Species of marsupial

The Cinderella fat-tailed mouse opossum (Thylamys cinderella) is a species of opossum in the family Didelphidae. It is found in northern Argentina and southern Bolivia, in the eastern foothills of the Andes. Its dorsal fur is gray brown to dark brown. Its ventral fur is gray-based, except for the white to yellowish chest hairs.

==Argentine fat-tailed mouse opossum==
The Argentine fat-tailed mouse opossum (Thylamys sponsorius) was formerly considered a species of opossum in the family Didelphidae. However, mitochondrial DNA sequence analysis does not support separate species status from T. cinderella.

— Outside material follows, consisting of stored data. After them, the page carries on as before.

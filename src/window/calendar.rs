use super::WindowError;
use chrono::{Datelike, NaiveDate, Weekday};
use std::collections::BTreeSet;

/// 交易日历
///
/// 默认只排除周末；可以额外配置节假日集合。
/// 未建模的节假日由窗口扩展时的缓冲天数吸收。
#[derive(Debug, Clone, Default, PartialEq, Eq)]
pub struct TradingCalendar {
    holidays: BTreeSet<NaiveDate>,
}

impl TradingCalendar {
    pub fn weekends_only() -> Self {
        Self::default()
    }

    pub fn with_holidays<I>(holidays: I) -> Self
    where
        I: IntoIterator<Item = NaiveDate>,
    {
        Self {
            holidays: holidays.into_iter().collect(),
        }
    }

    pub fn is_trading_day(&self, date: NaiveDate) -> bool {
        !matches!(date.weekday(), Weekday::Sat | Weekday::Sun) && !self.holidays.contains(&date)
    }

    /// 严格早于 `date` 的最近一个交易日
    pub fn previous_trading_day(&self, date: NaiveDate) -> Result<NaiveDate, WindowError> {
        let mut cur = date;
        loop {
            cur = cur.pred_opt().ok_or(WindowError::OutOfRange(date))?;
            if self.is_trading_day(cur) {
                return Ok(cur);
            }
        }
    }

    /// 严格晚于 `date` 的最近一个交易日
    pub fn next_trading_day(&self, date: NaiveDate) -> Result<NaiveDate, WindowError> {
        let mut cur = date;
        loop {
            cur = cur.succ_opt().ok_or(WindowError::OutOfRange(date))?;
            if self.is_trading_day(cur) {
                return Ok(cur);
            }
        }
    }

    /// 从 `date` 向前回退 `n` 个交易日（n=0 原样返回）
    pub fn shift_back(&self, date: NaiveDate, n: u32) -> Result<NaiveDate, WindowError> {
        let mut cur = date;
        for _ in 0..n {
            cur = self.previous_trading_day(cur)?;
        }
        Ok(cur)
    }

    pub fn shift_forward(&self, date: NaiveDate, n: u32) -> Result<NaiveDate, WindowError> {
        let mut cur = date;
        for _ in 0..n {
            cur = self.next_trading_day(cur)?;
        }
        Ok(cur)
    }

    /// `[start, end]` 闭区间内的交易日数量
    pub fn trading_days_between(&self, start: NaiveDate, end: NaiveDate) -> u32 {
        start
            .iter_days()
            .take_while(|d| *d <= end)
            .filter(|d| self.is_trading_day(*d))
            .count() as u32
    }

    pub fn trading_days(&self, start: NaiveDate, end: NaiveDate) -> Vec<NaiveDate> {
        start
            .iter_days()
            .take_while(|d| *d <= end)
            .filter(|d| self.is_trading_day(*d))
            .collect()
    }
}

#[cfg(test)]
mod tests {
    use super::*;

    fn d(y: i32, m: u32, day: u32) -> NaiveDate {
        NaiveDate::from_ymd_opt(y, m, day).unwrap()
    }

    #[test]
    fn weekends_are_not_trading_days() {
        let cal = TradingCalendar::weekends_only();
        assert!(cal.is_trading_day(d(2025, 8, 1)));
        assert!(!cal.is_trading_day(d(2025, 8, 2)));
        assert!(!cal.is_trading_day(d(2025, 8, 3)));
        assert!(cal.is_trading_day(d(2025, 8, 4)));
    }

    #[test]
    fn previous_trading_day_skips_weekend() {
        let cal = TradingCalendar::weekends_only();
        assert_eq!(cal.previous_trading_day(d(2025, 8, 4)).unwrap(), d(2025, 8, 1));
        assert_eq!(cal.next_trading_day(d(2025, 8, 1)).unwrap(), d(2025, 8, 4));
    }

    #[test]
    fn configured_holiday_is_skipped() {
        let cal = TradingCalendar::with_holidays([d(2025, 7, 4)]);
        assert!(!cal.is_trading_day(d(2025, 7, 4)));
        assert_eq!(cal.previous_trading_day(d(2025, 7, 7)).unwrap(), d(2025, 7, 3));
    }

    #[test]
    fn shift_back_zero_is_identity() {
        let cal = TradingCalendar::weekends_only();
        assert_eq!(cal.shift_back(d(2025, 8, 2), 0).unwrap(), d(2025, 8, 2));
    }

    #[test]
    fn shift_back_whole_weeks_lands_on_same_weekday() {
        let cal = TradingCalendar::weekends_only();
        assert_eq!(cal.shift_back(d(2025, 8, 1), 5).unwrap(), d(2025, 7, 25));
        assert_eq!(cal.shift_back(d(2025, 8, 1), 55).unwrap(), d(2025, 5, 16));
        assert_eq!(cal.shift_forward(d(2025, 7, 25), 5).unwrap(), d(2025, 8, 1));
    }

    #[test]
    fn counts_trading_days_inclusive() {
        let cal = TradingCalendar::weekends_only();
        assert_eq!(cal.trading_days_between(d(2025, 7, 28), d(2025, 8, 3)), 5);
        assert_eq!(cal.trading_days_between(d(2025, 8, 2), d(2025, 8, 3)), 0);
        assert_eq!(cal.trading_days(d(2025, 8, 1), d(2025, 8, 4)).len(), 2);
    }

    #[test]
    fn shift_back_past_min_date_is_an_error() {
        let cal = TradingCalendar::weekends_only();
        assert!(matches!(
            cal.shift_back(NaiveDate::MIN, 1),
            Err(WindowError::OutOfRange(_))
        ));
    }
}
use sea_orm::entity::prelude::*;
use serde::{Deserialize, Serialize};

// 唯一键 (session_id, symbol, data_date) 由 connection.rs 中的唯一索引保证
#[derive(Clone, Debug, PartialEq, Eq, DeriveEntityModel, Deserialize, Serialize)]
#[sea_orm(table_name = "screen_links")]
pub struct Model {
    #[sea_orm(primary_key)]
    pub id: i32,
    pub session_id: String,
    pub symbol: String,
    pub data_date: String, // YYYY-MM-DD
    pub backtest_id: String,
    pub parameter_combination_id: Option<String>, // 首个写入者的参数组合
    pub created_at: i64,
}

#[derive(Copy, Clone, Debug, EnumIter, DeriveRelation)]
pub enum Relation {}

impl ActiveModelBehavior for ActiveModel {}
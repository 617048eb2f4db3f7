use crate::backtest::context::IsolatedContext;
use crate::backtest::model::BacktestRequest;
use async_trait::async_trait;
use log::{debug, info};
use serde::{Deserialize, Serialize};
use serde_json::Value;
use std::process::Stdio;
use tokio::process::Command;

/// 引擎输出：统计指标 + 成交明细
#[derive(Debug, Clone, PartialEq, Serialize, Deserialize)]
pub struct EngineOutput {
    #[serde(default)]
    pub statistics: Value,
    #[serde(default)]
    pub trades: Vec<Value>,
}

#[derive(thiserror::Error, Debug)]
pub enum EngineFailure {
    #[error("engine exited with {status}: {stderr}")]
    Exited { status: String, stderr: String },
    #[error("failed to launch engine: {0}")]
    Launch(#[source] std::io::Error),
    #[error("unreadable engine output: {0}")]
    Output(String),
}

/// 策略执行器：只能读写给定的上下文
#[async_trait]
pub trait StrategyEngine: Send + Sync {
    async fn execute(
        &self,
        ctx: &IsolatedContext,
        request: &BacktestRequest,
    ) -> Result<EngineOutput, EngineFailure>;
}

/// 在上下文目录中运行外部命令
///
/// 命令读取 `request.json`，写出 `result.json`；future 被丢弃时子进程随之被杀。
#[derive(Debug, Clone)]
pub struct SubprocessEngine {
    program: String,
    args: Vec<String>,
}

impl SubprocessEngine {
    pub fn new(program: impl Into<String>, args: Vec<String>) -> Self {
        Self {
            program: program.into(),
            args,
        }
    }

    /// 按空白切分，如 "python3 engine.py --fast"
    pub fn from_command_line(line: &str) -> Option<Self> {
        let mut parts = line.split_whitespace().map(str::to_string);
        let program = parts.next()?;
        Some(Self::new(program, parts.collect()))
    }
}

#[async_trait]
impl StrategyEngine for SubprocessEngine {
    async fn execute(
        &self,
        ctx: &IsolatedContext,
        request: &BacktestRequest,
    ) -> Result<EngineOutput, EngineFailure> {
        info!(
            "▶ [{}] 启动引擎: {} {} ({})",
            ctx.id(),
            request.symbol,
            request.strategy_name,
            self.program
        );

        let output = Command::new(&self.program)
            .args(&self.args)
            .current_dir(ctx.path())
            .env("SCREEN_CONTEXT_DIR", ctx.path())
            .env("SCREEN_REQUEST_PATH", ctx.request_path())
            .env("SCREEN_RESULT_PATH", ctx.result_path())
            .stdin(Stdio::null())
            .stdout(Stdio::piped())
            .stderr(Stdio::piped())
            .kill_on_drop(true)
            .output()
            .await
            .map_err(EngineFailure::Launch)?;

        if !output.status.success() {
            let stderr = String::from_utf8_lossy(&output.stderr);
            return Err(EngineFailure::Exited {
                status: output.status.to_string(),
                stderr: stderr.trim().chars().take(2000).collect(),
            });
        }
        debug!(
            "[{}] 引擎 stdout: {}",
            ctx.id(),
            String::from_utf8_lossy(&output.stdout).trim()
        );

        let raw = tokio::fs::read(ctx.result_path())
            .await
            .map_err(|e| EngineFailure::Output(format!("{}: {}", ctx.result_path().display(), e)))?;
        serde_json::from_slice(&raw).map_err(|e| EngineFailure::Output(e.to_string()))
    }
}

#[cfg(all(test, unix))]
mod tests {
    use super::*;
    use crate::backtest::fingerprint::Fingerprint;
    use chrono::NaiveDate;

    fn ctx(root: &std::path::Path) -> (IsolatedContext, BacktestRequest) {
        let d = |m, day| NaiveDate::from_ymd_opt(2024, m, day).unwrap();
        let req = BacktestRequest::new("TLT", "carry", d(4, 1), d(4, 30));
        let ctx = IsolatedContext::allocate(root, &Fingerprint::of(&req), 1, &req).unwrap();
        (ctx, req)
    }

    #[tokio::test]
    async fn reads_result_file_written_by_command() {
        let root = tempfile::tempdir().unwrap();
        let (ctx, req) = ctx(root.path());
        let engine = SubprocessEngine::new(
            "sh",
            vec![
                "-c".into(),
                r#"test -f request.json && printf '{"statistics":{"pnl":3.5},"trades":[{"qty":1}]}' > result.json"#.into(),
            ],
        );
        let out = engine.execute(&ctx, &req).await.unwrap();
        assert_eq!(out.statistics["pnl"], 3.5);
        assert_eq!(out.trades.len(), 1);
    }

    #[tokio::test]
    async fn non_zero_exit_is_failure() {
        let root = tempfile::tempdir().unwrap();
        let (ctx, req) = ctx(root.path());
        let engine = SubprocessEngine::from_command_line("sh -c exit_7_please").unwrap();
        let err = engine.execute(&ctx, &req).await.unwrap_err();
        assert!(matches!(err, EngineFailure::Exited { .. }));
    }

    #[tokio::test]
    async fn missing_result_is_output_failure() {
        let root = tempfile::tempdir().unwrap();
        let (ctx, req) = ctx(root.path());
        let engine = SubprocessEngine::new("true", vec![]);
        let err = engine.execute(&ctx, &req).await.unwrap_err();
        assert!(matches!(err, EngineFailure::Output(_)));
    }
}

It is found in the eastern foothills of the Andes in northern Argentina and southern Bolivia. Typically reach around 10-13 cm (4-5 inches) in body length, with a bushy tail adding another 12-15 cm (5-6 inches). Its dorsal fur is gray brown to dark brown. Its ventral fur is gray-based except for the white to yellowish chest hairs. It has been distinguished from T. cinderella by its well-developed postorbital ridges in both juveniles and adults that extend laterally behind the eye sockets. Only adults of T. sponsorius have fully developed postorbital ridges, and these do not extend laterally behind the eye sockets. While the American Society of Mammalogists maintains this as a distinct species, mitochondrial DNA sequence analysis does not support the population being distinct from T. cinderella.